--- Christian Neukirchen <chneukirchen / gmail.com> wrote:
> Eric Mahurin <eric_mahurin / yahoo.com> writes:
> 
> > And one more thing.  If someone has both a local variable f
> and
> > a method f, we have different behavior in 1.8.2 vs. 1.9:
> >
> > f = lambda {|*args|puts("lambda",*args)}
> > def f(*args);puts("method",*args);end
> > f(1,2,3)
> >
> > 1.8.2 calls the method and 1.9 calls the lambda.  This
> seems
> > bad.  So it looks like the priority between local variables
> and
> > methods has been reversed - 1.8.2 prefers methods and 1.9
> > prefers local variables.  You can no longer use "()" to
> > distinguish the two.  Maybe is does make sense because they
> are
> > in the same namespace and local usually overrides, but
> people
> > need to be aware.
> 
> Wasn't that just what you wanted?
> Remember that Ruby 1.8 cannot call lambdas directly.
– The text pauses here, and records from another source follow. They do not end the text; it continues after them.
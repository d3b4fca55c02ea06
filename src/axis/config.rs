use serde::{Deserialize, Serialize};
use tracing::warn;

use crate::axis::LimitLine;
use crate::error::{ChartError, ChartResult};
use crate::render::{Color, Font, LineCap, LineDash};

/// Side of the chart the axis is attached to.
#[derive(Debug, Clone, Copy, PartialEq, Eq, Default, Serialize, Deserialize)]
pub enum AxisDependency {
    #[default]
    Left,
    Right,
}

/// Whether tick labels sit inside or outside the content rectangle.
#[derive(Debug, Clone, Copy, PartialEq, Eq, Default, Serialize, Deserialize)]
pub enum YAxisLabelPosition {
    #[default]
    OutsideChart,
    InsideChart,
}

/// Stroke style of the axis line.
#[derive(Debug, Clone, PartialEq, Serialize, Deserialize)]
#[serde(default)]
pub struct AxisLineStyle {
    pub color: Color,
    pub width: f64,
    pub dash: Option<LineDash>,
}

impl Default for AxisLineStyle {
    fn default() -> Self {
        Self {
            color: Color::gray(0.5),
            width: 0.5,
            dash: None,
        }
    }
}

/// Stroke style of the horizontal grid lines.
#[derive(Debug, Clone, PartialEq, Serialize, Deserialize)]
#[serde(default)]
pub struct GridLineStyle {
    pub color: Color,
    pub width: f64,
    pub cap: LineCap,
    pub antialias: bool,
    pub dash: Option<LineDash>,
}

impl Default for GridLineStyle {
    fn default() -> Self {
        Self {
            color: Color::gray(0.5),
            width: 0.5,
            cap: LineCap::Butt,
            antialias: true,
            dash: None,
        }
    }
}

/// Stroke style of the zero reference line. No color means no zero line.
#[derive(Debug, Clone, PartialEq, Serialize, Deserialize)]
#[serde(default)]
pub struct ZeroLineStyle {
    pub color: Option<Color>,
    pub width: f64,
    pub dash: Option<LineDash>,
}

impl Default for ZeroLineStyle {
    fn default() -> Self {
        Self {
            color: None,
            width: 1.0,
            dash: None,
        }
    }
}

/// Declarative Y-axis configuration: flags, offsets, styles and limit lines.
#[derive(Debug, Clone, PartialEq, Serialize, Deserialize)]
#[serde(default)]
pub struct AxisConfig {
    pub enabled: bool,
    pub draw_labels_enabled: bool,
    pub draw_axis_line_enabled: bool,
    pub draw_grid_lines_enabled: bool,
    pub draw_top_y_label_entry: bool,
    pub draw_bottom_y_label_entry: bool,
    pub axis_dependency: AxisDependency,
    pub label_position: YAxisLabelPosition,
    pub x_offset: f64,
    pub y_offset: f64,
    pub label_font: Font,
    pub label_text_color: Color,
    pub axis_line: AxisLineStyle,
    pub grid_line: GridLineStyle,
    pub zero_line: ZeroLineStyle,
    /// Desired number of ticks when entries are computed from a range.
    pub label_count: usize,
    pub force_label_count: bool,
    pub inverted: bool,
    pub limit_lines: Vec<LimitLine>,
}

impl Default for AxisConfig {
    fn default() -> Self {
        Self {
            enabled: true,
            draw_labels_enabled: true,
            draw_axis_line_enabled: true,
            draw_grid_lines_enabled: true,
            draw_top_y_label_entry: true,
            draw_bottom_y_label_entry: true,
            axis_dependency: AxisDependency::Left,
            label_position: YAxisLabelPosition::OutsideChart,
            x_offset: 5.0,
            y_offset: 0.0,
            label_font: Font::new(10.0),
            label_text_color: Color::BLACK,
            axis_line: AxisLineStyle::default(),
            grid_line: GridLineStyle::default(),
            zero_line: ZeroLineStyle::default(),
            label_count: 6,
            force_label_count: false,
            inverted: false,
            limit_lines: Vec::new(),
        }
    }
}

impl AxisConfig {
    pub const MIN_LABEL_COUNT: usize = 2;
    pub const MAX_LABEL_COUNT: usize = 25;

    #[must_use]
    pub fn for_dependency(axis_dependency: AxisDependency) -> Self {
        Self {
            axis_dependency,
            ..Self::default()
        }
    }

    /// Sets the desired tick count, clamped to `MIN_LABEL_COUNT..=MAX_LABEL_COUNT`.
    pub fn set_label_count(&mut self, count: usize, force: bool) {
        self.label_count = count.clamp(Self::MIN_LABEL_COUNT, Self::MAX_LABEL_COUNT);
        self.force_label_count = force;
    }

    pub fn validate(&self) -> ChartResult<()> {
        let result = self.validate_fields();
        if let Err(err) = &result {
            warn!(error = %err, "rejected y-axis configuration");
        }
        result
    }

    fn validate_fields(&self) -> ChartResult<()> {
        if !self.x_offset.is_finite() || !self.y_offset.is_finite() {
            return Err(ChartError::InvalidConfig(
                "axis label offsets must be finite".to_owned(),
            ));
        }
        for (name, width) in [
            ("axis line", self.axis_line.width),
            ("grid line", self.grid_line.width),
            ("zero line", self.zero_line.width),
        ] {
            if !width.is_finite() || width < 0.0 {
                return Err(ChartError::InvalidConfig(format!(
                    "{name} width must be finite and >= 0"
                )));
            }
        }
        if !(Self::MIN_LABEL_COUNT..=Self::MAX_LABEL_COUNT).contains(&self.label_count) {
            return Err(ChartError::InvalidConfig(format!(
                "label count must be in [{}, {}]",
                Self::MIN_LABEL_COUNT,
                Self::MAX_LABEL_COUNT
            )));
        }

        self.label_font.validate()?;
        self.label_text_color.validate()?;
        self.axis_line.color.validate()?;
        self.grid_line.color.validate()?;
        if let Some(color) = self.zero_line.color {
            color.validate()?;
        }
        for dash in [&self.axis_line.dash, &self.grid_line.dash, &self.zero_line.dash]
            .into_iter()
            .flatten()
        {
            dash.validate()?;
        }
        for line in &self.limit_lines {
            line.validate()?;
        }
        Ok(())
    }
}

#[cfg(test)]
mod tests {
    use super::{AxisConfig, AxisDependency};
    use crate::axis::LimitLine;
    use crate::error::ChartError;
    use crate::render::LineDash;

    #[test]
    fn default_config_is_valid() {
        AxisConfig::default().validate().expect("valid defaults");
        AxisConfig::for_dependency(AxisDependency::Right)
            .validate()
            .expect("valid right axis");
    }

    #[test]
    fn label_count_is_clamped() {
        let mut config = AxisConfig::default();
        config.set_label_count(100, true);
        assert_eq!(config.label_count, 25);
        assert!(config.force_label_count);
        config.set_label_count(0, false);
        assert_eq!(config.label_count, 2);
    }

    #[test]
    fn rejects_negative_grid_width() {
        let mut config = AxisConfig::default();
        config.grid_line.width = -1.0;
        let err = config.validate().expect_err("negative width");
        assert!(matches!(err, ChartError::InvalidConfig(_)));
    }

    #[test]
    fn rejects_invalid_dash_and_limit_lines() {
        let mut config = AxisConfig::default();
        config.zero_line.dash = Some(LineDash::new(f64::NAN, &[2.0]));
        assert!(config.validate().is_err());

        let mut config = AxisConfig::default();
        config.limit_lines.push(LimitLine::new(f64::INFINITY, "oops"));
        assert!(config.validate().is_err());
    }
}
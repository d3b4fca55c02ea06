mod config;
mod json_contract;
mod limit_line;
pub mod ticks;
mod y_axis;

pub use config::{
    AxisConfig, AxisDependency, AxisLineStyle, GridLineStyle, YAxisLabelPosition, ZeroLineStyle,
};
pub use json_contract::{AXIS_CONFIG_JSON_SCHEMA_V1, AxisConfigJsonContractV1};
pub use limit_line::{LimitLabelPosition, LimitLine};
pub use ticks::{AxisValues, compute_axis_values};
pub use y_axis::{AxisValueFormatter, YAxis};
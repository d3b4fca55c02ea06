use tracing::{debug, trace};

use crate::core::{CoordinateTransformer, Point, Rect};
use crate::render::{DrawingContext, StateGuard};

use super::{YAxisRenderer, apply_line_dash};

impl<T: CoordinateTransformer + ?Sized> YAxisRenderer<'_, T> {
    /// Content rect grown vertically by the grid line width, so lines on the
    /// top and bottom edges keep their full stroke.
    #[must_use]
    pub fn grid_clipping_rect(&self) -> Rect {
        let content = self
            .view_port
            .map(|view_port| view_port.content_rect())
            .unwrap_or_default();
        let width = self
            .axis
            .map_or(0.0, |axis| axis.config().grid_line.width);
        content.expanded_vertically(width)
    }

    /// Draws one horizontal grid line per tick, then the zero line.
    ///
    /// The grid flag and the zero line color gate their layers independently.
    pub fn render_grid_lines<C: DrawingContext + ?Sized>(&self, context: &mut C) {
        let Some(axis) = self.axis else {
            debug!("skip y-axis grid: missing axis");
            return;
        };
        let config = axis.config();
        if !config.enabled {
            debug!("skip y-axis grid: axis disabled");
            return;
        }

        if config.draw_grid_lines_enabled {
            if let Some(view_port) = self.view_port {
                let positions = self.transformed_positions();
                let style = &config.grid_line;

                let mut context = StateGuard::new(&mut *context);
                context.clip_to_rect(self.grid_clipping_rect());
                context.set_should_antialias(style.antialias);
                context.set_stroke_color(style.color);
                context.set_line_width(style.width);
                context.set_line_cap(style.cap);
                apply_line_dash(&mut *context, style.dash.as_ref());

                for position in &positions {
                    context.stroke_segment(
                        Point::new(view_port.content_left(), position.y),
                        Point::new(view_port.content_right(), position.y),
                    );
                }
                trace!(lines = positions.len(), "rendered y-axis grid lines");
            }
        }

        self.draw_zero_line(context);
    }

    /// Draws the horizontal line at value-space zero when a zero line color is set.
    pub fn draw_zero_line<C: DrawingContext + ?Sized>(&self, context: &mut C) {
        let (Some(axis), Some(view_port), Some(transformer)) =
            (self.axis, self.view_port, self.transformer)
        else {
            return;
        };
        let style = &axis.config().zero_line;
        let Some(color) = style.color else {
            return;
        };

        let mut context = StateGuard::new(context);
        context.clip_to_rect(view_port.content_rect().expanded_vertically(style.width));
        context.set_stroke_color(color);
        context.set_line_width(style.width);
        apply_line_dash(&mut *context, style.dash.as_ref());

        let zero = transformer.pixel_for_values(0.0, 0.0);
        context.stroke_segment(
            Point::new(view_port.content_left(), zero.y),
            Point::new(view_port.content_right(), zero.y),
        );
        trace!(y = zero.y, "rendered y-axis zero line");
    }
}
use tracing::{debug, trace};

use crate::axis::AxisDependency;
use crate::core::{CoordinateTransformer, Point};
use crate::render::{DrawingContext, StateGuard};

use super::{YAxisRenderer, apply_line_dash};

impl<T: CoordinateTransformer + ?Sized> YAxisRenderer<'_, T> {
    /// Draws the vertical axis line along the content edge of the axis side.
    pub fn render_axis_line<C: DrawingContext + ?Sized>(&self, context: &mut C) {
        let (Some(axis), Some(view_port)) = (self.axis, self.view_port) else {
            debug!("skip y-axis line: missing axis or viewport");
            return;
        };
        let config = axis.config();
        if !config.enabled || !config.draw_axis_line_enabled {
            debug!("skip y-axis line: disabled");
            return;
        }

        let x = match config.axis_dependency {
            AxisDependency::Left => view_port.content_left(),
            AxisDependency::Right => view_port.content_right(),
        };

        let mut context = StateGuard::new(context);
        context.set_stroke_color(config.axis_line.color);
        context.set_line_width(config.axis_line.width);
        apply_line_dash(&mut *context, config.axis_line.dash.as_ref());
        context.stroke_segment(
            Point::new(x, view_port.content_top()),
            Point::new(x, view_port.content_bottom()),
        );
        trace!(x, "rendered y-axis line");
    }
}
I was thinking that the local var vs. method preference would
remain the same to not break old code.  In the above example,
if you set:

f = "hello world"

In 1.8.2 f() would call the method f and now 1.9 will try to
call the object "hello world" (regardless of whether method f
exists).

> If one decides to call #call magically (which I'm quite
> opposed to),
> local variables should have preferrence, I think.
> 
> Finally, () only defines evaluation order/parameters, there
> is no way
> (and there shouldn't be, IMO) a method will behave
> differently when
> called with or without parentheses.

I like the new priority better (local variables always win -
regarless of parens), but it will cause just about any code
that local variables and methods with the same name to break.